# Litchfield Surf



## peteclat (Jun 30, 2014)

Did pretty well today using shrimp on a dropper rig. More small blues than I could count and a pretty solid sized whiting. Threw out a live pinfish on my shark rig and hooked up with about a 5.5 ft blacktip (what I think was a blacktip, not too good on my shark IDs). Had some pretty solid runs and fought hard. Released safely and healthy.


----------



## steelerfan (Jul 15, 2013)

Good job. Didn't see a bluefish all week.


----------



## peteclat (Jun 30, 2014)

Wasn't anything over 12 inches.


----------



## SmoothLures (Feb 13, 2008)

Nice job.
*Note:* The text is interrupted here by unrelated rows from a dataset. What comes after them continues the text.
//! Typed input records.
//!
//! Rows arrive from the repository already shaped into these structs; the
//! analytics services never see untyped data.

pub mod contract;
pub mod measure;
pub mod observation;

pub use contract::*;
pub use measure::*;
pub use observation::*;
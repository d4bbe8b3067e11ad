//! Reward Factor threshold engine.
//!
//! Each rated contract gets a weighted mean and variance of its measure star
//! ratings. Population percentiles of those two statistics place every
//! contract in a mean category and a variance category, and a fixed table maps
//! the pair to a Reward Factor. The whole computation runs twice: once over all
//! measures ("current") and once with a set of measures removed ("projected").

use std::collections::{BTreeMap, BTreeSet, HashSet};

use super::stats::{percentile_rank, percentile_value, round_to, sorted_finite, weighted_stats};
use crate::api::{
    CohortStats, ContractId, ContractRewardFactor, MeanCategory, MeasureCode, PercentileRanks,
    PercentileThresholds, RewardFactorData, RewardFactorMover, RewardFactorSummary,
    ThresholdComparison, ThresholdDifference, VarianceCategory,
};
use crate::config::{EngineConfig, RewardFactorTable};
use crate::db::models::YearSnapshot;
use crate::db::repository::{FullRepository, RepositoryResult};
use crate::models::{MeasureCatalog, MetricObservation};

/// Highest overall rating a contract can hold.
pub const MAX_RATING: f64 = 5.0;

const CHANGE_EPSILON: f64 = 1e-9;

// =========================================================
// Per-contract statistics
// =========================================================

/// Weighted mean and variance of one contract's star ratings.
///
/// Observations without a star bucket, for excluded measures, or for measures
/// lacking a positive weight in the catalog do not contribute.
pub fn contract_cohort_stats<'a, I>(
    observations: I,
    catalog: &MeasureCatalog,
    excluded: &HashSet<MeasureCode>,
) -> CohortStats
where
    I: IntoIterator<Item = &'a MetricObservation>,
{
    let pairs: Vec<(Option<f64>, f64)> = observations
        .into_iter()
        .filter(|obs| !excluded.contains(&obs.measure_code))
        .filter_map(|obs| {
            let weight = catalog.weight(&obs.measure_code)?;
            Some((obs.star_bucket().map(|b| b.as_f64()), weight))
        })
        .collect();

    match weighted_stats(&pairs) {
        Some(stats) => CohortStats {
            weighted_mean: Some(stats.mean),
            weighted_variance: Some(stats.variance),
            measure_count: stats.count,
        },
        None => CohortStats::EMPTY,
    }
}

/// Population thresholds over the scored contracts; `None` when nobody is scored.
pub fn compute_thresholds<'a, I>(stats: I, config: &EngineConfig) -> Option<PercentileThresholds>
where
    I: IntoIterator<Item = &'a CohortStats>,
{
    let (means, variances): (Vec<f64>, Vec<f64>) = stats
        .into_iter()
        .filter_map(|s| Some((s.weighted_mean?, s.weighted_variance?)))
        .unzip();

    let means = sorted_finite(means);
    let variances = sorted_finite(variances);
    let [mean_low, mean_high] = config.mean_percentiles;
    let [variance_low, variance_high] = config.variance_percentiles;

    Some(PercentileThresholds {
        mean_65th: percentile_value(&means, mean_low)?,
        mean_85th: percentile_value(&means, mean_high)?,
        variance_30th: percentile_value(&variances, variance_low)?,
        variance_70th: percentile_value(&variances, variance_high)?,
    })
}

/// Sorted weighted means and variances of one pass, for percentile ranks.
struct CohortRanking {
    means: Vec<f64>,
    variances: Vec<f64>,
}

impl CohortRanking {
    fn new<'a, I>(stats: I) -> Self
    where
        I: IntoIterator<Item = &'a CohortStats>,
    {
        let (means, variances): (Vec<f64>, Vec<f64>) = stats
            .into_iter()
            .filter_map(|s| Some((s.weighted_mean?, s.weighted_variance?)))
            .unzip();
        CohortRanking {
            means: sorted_finite(means),
            variances: sorted_finite(variances),
        }
    }

    fn rank(&self, stats: &CohortStats) -> PercentileRanks {
        PercentileRanks {
            mean: percentile_rank(&self.means, stats.weighted_mean),
            variance: percentile_rank(&self.variances, stats.weighted_variance),
        }
    }
}

// =========================================================
// Classification
// =========================================================

pub fn mean_category(mean: f64, thresholds: &PercentileThresholds) -> MeanCategory {
    if mean >= thresholds.mean_85th {
        MeanCategory::High
    } else if mean >= thresholds.mean_65th {
        MeanCategory::RelativelyHigh
    } else {
        MeanCategory::Below
    }
}

/// Low variance is the desirable end.
pub fn variance_category(variance: f64, thresholds: &PercentileThresholds) -> VarianceCategory {
    if variance <= thresholds.variance_30th {
        VarianceCategory::Low
    } else if variance >= thresholds.variance_70th {
        VarianceCategory::High
    } else {
        VarianceCategory::Medium
    }
}

pub fn reward_factor(
    table: &RewardFactorTable,
    mean: MeanCategory,
    variance: VarianceCategory,
) -> f64 {
    let row = match mean {
        MeanCategory::High => &table.high,
        MeanCategory::RelativelyHigh => &table.relatively_high,
        MeanCategory::Below => &table.below,
    };
    match variance {
        VarianceCategory::Low => row[0],
        VarianceCategory::Medium => row[1],
        VarianceCategory::High => row[2],
    }
}

/// Categories and Reward Factor of one contract; unscored contracts get 0.
fn classify(
    stats: &CohortStats,
    thresholds: Option<&PercentileThresholds>,
    table: &RewardFactorTable,
) -> (Option<MeanCategory>, Option<VarianceCategory>, f64) {
    let (Some(mean), Some(variance), Some(thresholds)) =
        (stats.weighted_mean, stats.weighted_variance, thresholds)
    else {
        return (None, None, 0.0);
    };
    let m = mean_category(mean, thresholds);
    let v = variance_category(variance, thresholds);
    (Some(m), Some(v), reward_factor(table, m, v))
}

/// Round to the nearest half star.
pub fn round_half_star(rating: f64) -> f64 {
    (rating * 2.0).round() / 2.0
}

fn capped(rating: f64) -> f64 {
    rating.min(MAX_RATING)
}

// =========================================================
// Official threshold comparison
// =========================================================

fn threshold_difference(calculated: f64, official: f64) -> ThresholdDifference {
    let difference = calculated - official;
    ThresholdDifference {
        calculated,
        official,
        difference: round_to(difference, 4),
        percent_difference: (official != 0.0).then(|| round_to(difference / official * 100.0, 2)),
    }
}

/// Calculated minus official, per threshold.
pub fn compare_thresholds(
    calculated: &PercentileThresholds,
    official: &PercentileThresholds,
) -> ThresholdComparison {
    ThresholdComparison {
        mean_65th: threshold_difference(calculated.mean_65th, official.mean_65th),
        mean_85th: threshold_difference(calculated.mean_85th, official.mean_85th),
        variance_30th: threshold_difference(calculated.variance_30th, official.variance_30th),
        variance_70th: threshold_difference(calculated.variance_70th, official.variance_70th),
    }
}

// =========================================================
// Summary
// =========================================================

/// Histogram label of a Reward Factor change, e.g. `gained +0.2` or `lost -0.1`.
pub fn change_label(change: f64) -> String {
    if change > CHANGE_EPSILON {
        format!("gained +{:.1}", change)
    } else if change < -CHANGE_EPSILON {
        format!("lost {:.1}", change)
    } else {
        "unchanged".to_string()
    }
}

fn mover(contract: &ContractRewardFactor) -> RewardFactorMover {
    RewardFactorMover {
        contract_id: contract.contract_id.clone(),
        contract_name: contract.contract_name.clone(),
        current_r_factor: contract.current_r_factor,
        projected_r_factor: contract.projected_r_factor,
        r_factor_change: contract.r_factor_change,
    }
}

/// Gain/loss counts, average change, histogram and top movers.
///
/// Movers with equal change are ordered by contract id ascending.
pub fn summarize(contracts: &[ContractRewardFactor], top_n: usize) -> RewardFactorSummary {
    let mut change_distribution: BTreeMap<String, usize> = BTreeMap::new();
    for c in contracts {
        *change_distribution
            .entry(change_label(c.r_factor_change))
            .or_default() += 1;
    }

    let mut gainers: Vec<&ContractRewardFactor> = contracts
        .iter()
        .filter(|c| c.r_factor_change > CHANGE_EPSILON)
        .collect();
    gainers.sort_by(|a, b| {
        b.r_factor_change
            .total_cmp(&a.r_factor_change)
            .then_with(|| a.contract_id.cmp(&b.contract_id))
    });

    let mut losers: Vec<&ContractRewardFactor> = contracts
        .iter()
        .filter(|c| c.r_factor_change < -CHANGE_EPSILON)
        .collect();
    losers.sort_by(|a, b| {
        a.r_factor_change
            .total_cmp(&b.r_factor_change)
            .then_with(|| a.contract_id.cmp(&b.contract_id))
    });

    let avg_r_factor_change = if contracts.is_empty() {
        0.0
    } else {
        contracts.iter().map(|c| c.r_factor_change).sum::<f64>() / contracts.len() as f64
    };

    RewardFactorSummary {
        total_contracts: contracts.len(),
        contracts_gaining_r_factor: gainers.len(),
        contracts_losing_r_factor: losers.len(),
        contracts_unchanged: contracts.len() - gainers.len() - losers.len(),
        avg_r_factor_change,
        change_distribution,
        top_gainers: gainers.into_iter().take(top_n).map(mover).collect(),
        top_losers: losers.into_iter().take(top_n).map(mover).collect(),
    }
}

// =========================================================
// Engine
// =========================================================

/// Normalize a list of measure codes to exclude: trimmed, deduplicated, sorted.
pub fn normalize_exclusions<I, S>(codes: I) -> Vec<MeasureCode>
where
    I: IntoIterator<Item = S>,
    S: AsRef<str>,
{
    codes
        .into_iter()
        .map(|c| MeasureCode::new(c.as_ref()))
        .filter(|c| !c.as_str().is_empty())
        .collect::<BTreeSet<_>>()
        .into_iter()
        .collect()
}

/// Run the baseline and projected passes for every rated contract of a snapshot.
pub fn compute_reward_factor_data(
    snapshot: &YearSnapshot,
    excluded: &[MeasureCode],
    config: &EngineConfig,
) -> RewardFactorData {
    let excluded_set: HashSet<MeasureCode> = excluded.iter().cloned().collect();
    let no_exclusions = HashSet::new();
    let rated = snapshot.rated_contract_ids();

    let mut by_contract: BTreeMap<&ContractId, Vec<&MetricObservation>> = BTreeMap::new();
    for id in &rated {
        by_contract.entry(id).or_default();
    }
    for obs in &snapshot.observations {
        if obs.year == snapshot.year && rated.contains(&obs.contract_id) {
            by_contract.entry(&obs.contract_id).or_default().push(obs);
        }
    }

    let mut unscored_contracts = Vec::new();
    let mut scored: Vec<(&ContractId, CohortStats, CohortStats)> = Vec::new();
    for (id, observations) in &by_contract {
        let current = contract_cohort_stats(
            observations.iter().copied(),
            &snapshot.catalog,
            &no_exclusions,
        );
        if !current.is_scored() {
            unscored_contracts.push((*id).clone());
            continue;
        }
        let projected = contract_cohort_stats(
            observations.iter().copied(),
            &snapshot.catalog,
            &excluded_set,
        );
        scored.push((*id, current, projected));
    }

    let current_thresholds = compute_thresholds(scored.iter().map(|(_, c, _)| c), config);
    let projected_thresholds = compute_thresholds(scored.iter().map(|(_, _, p)| p), config);
    let current_ranking = CohortRanking::new(scored.iter().map(|(_, c, _)| c));
    let projected_ranking = CohortRanking::new(scored.iter().map(|(_, _, p)| p));

    let names = snapshot.contract_names();
    let official_ratings = snapshot.official_ratings();
    let table = &config.reward_table;

    let contracts: Vec<ContractRewardFactor> = scored
        .into_iter()
        .map(|(id, current, projected)| {
            let (current_mean_category, current_variance_category, current_r_factor) =
                classify(&current, current_thresholds.as_ref(), table);
            let (projected_mean_category, projected_variance_category, projected_r_factor) =
                classify(&projected, projected_thresholds.as_ref(), table);

            let current_rating = current.weighted_mean.map(|m| capped(m + current_r_factor));
            let final_projected = projected
                .weighted_mean
                .map(|m| capped(m + projected_r_factor));
            let current_rating_rounded = current_rating.map(round_half_star);
            let final_projected_rounded = final_projected.map(round_half_star);
            let star_bracket_change = match (current_rating_rounded, final_projected_rounded) {
                (Some(current), Some(projected)) => Some(((projected - current) * 2.0).round() as i32),
                _ => None,
            };

            ContractRewardFactor {
                contract_id: id.clone(),
                contract_name: names.get(id).cloned(),
                current_percentiles: current_ranking.rank(&current),
                projected_percentiles: projected_ranking.rank(&projected),
                current,
                projected,
                current_mean_category,
                current_variance_category,
                projected_mean_category,
                projected_variance_category,
                current_r_factor,
                projected_r_factor,
                r_factor_change: round_to(projected_r_factor - current_r_factor, 1),
                current_rating,
                current_rating_rounded,
                projected_rating_without_measures: projected.weighted_mean,
                final_projected,
                final_projected_rounded,
                star_bracket_change,
                official_rating: official_ratings.get(id).copied(),
            }
        })
        .collect();

    let summary = summarize(&contracts, config.top_movers);
    let threshold_comparison = match (current_thresholds.as_ref(), snapshot.official_thresholds.as_ref()) {
        (Some(calculated), Some(official)) => Some(compare_thresholds(calculated, official)),
        _ => None,
    };

    log::info!(
        "Reward Factor {}: {} contracts scored, {} unscored, {} gaining, {} losing (excluded: {:?})",
        snapshot.year,
        summary.total_contracts,
        unscored_contracts.len(),
        summary.contracts_gaining_r_factor,
        summary.contracts_losing_r_factor,
        excluded.iter().map(MeasureCode::as_str).collect::<Vec<_>>()
    );

    RewardFactorData {
        year: snapshot.year,
        excluded_measures: excluded.to_vec(),
        current_thresholds,
        projected_thresholds,
        official_thresholds: snapshot.official_thresholds,
        threshold_comparison,
        contracts,
        unscored_contracts,
        summary,
    }
}

/// Get Reward Factor projections for a year with `excluded` measures removed.
pub async fn get_reward_factor_data<R: FullRepository + ?Sized>(
    repo: &R,
    year: i32,
    excluded: Vec<MeasureCode>,
    config: &EngineConfig,
) -> RepositoryResult<RewardFactorData> {
    let snapshot = crate::db::services::load_year_snapshot(repo, year).await?;
    let config = config.clone();
    let data = tokio::task::spawn_blocking(move || {
        let excluded = normalize_exclusions(excluded.iter().map(MeasureCode::as_str));
        compute_reward_factor_data(&snapshot, &excluded, &config)
    })
    .await?;
    Ok(data)
}
//! HTTP server module for the star rating analytics engine.
//!
//! This module provides an axum-based HTTP server that exposes the analytics
//! services as a REST API, reusing the service layer, repository pattern and
//! DTOs from the core library.
//!
//! # Architecture
//!
//! ```text
//! ┌──────────────────────────────────────────────────────────┐
//! │  HTTP Layer (axum handlers)                               │
//! │  - Query parsing and validation                           │
//! │  - JSON serialization                                     │
//! │  - CORS, compression, error handling                      │
//! └───────────────────┬──────────────────────────────────────┘
//!                     │
//! ┌───────────────────▼──────────────────────────────────────┐
//! │  Service Layer (services/)                                │
//! │  - Cut points, risk, Reward Factor, distributions         │
//! └───────────────────┬──────────────────────────────────────┘
//!                     │
//! ┌───────────────────▼──────────────────────────────────────┐
//! │  Repository Layer (db/)                                   │
//! │  - LocalRepository (in-memory / JSON dataset)             │
//! └──────────────────────────────────────────────────────────┘
//! ```

pub mod dto;
pub mod error;
pub mod handlers;
pub mod router;
pub mod state;

pub use router::create_router;
pub use state::AppState;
Those small blues are good live shark bait too.


----------



## dlpetrey (Oct 30, 2013)

Nice job. Those small blues are good eating too!


----------



## Tim Brown (Jul 22, 2012)

Very nice. I have been here just over a week and it has been very slow for me in the surf. Ive managed two small whitings, a spot, and a small blue - all on sandfleas. Got some local shrimp tonight and plan on giving that a try. Live/cut finger mullet hasn't work for me. I am suprised the small sharks aren't even hitting. Tonight around 8pm there were a ton of finger mullet running, so hopefully things will get better for me soon. NE wind was a killer last week, hit Pawleys twice and trolling for flounder and nothing


----------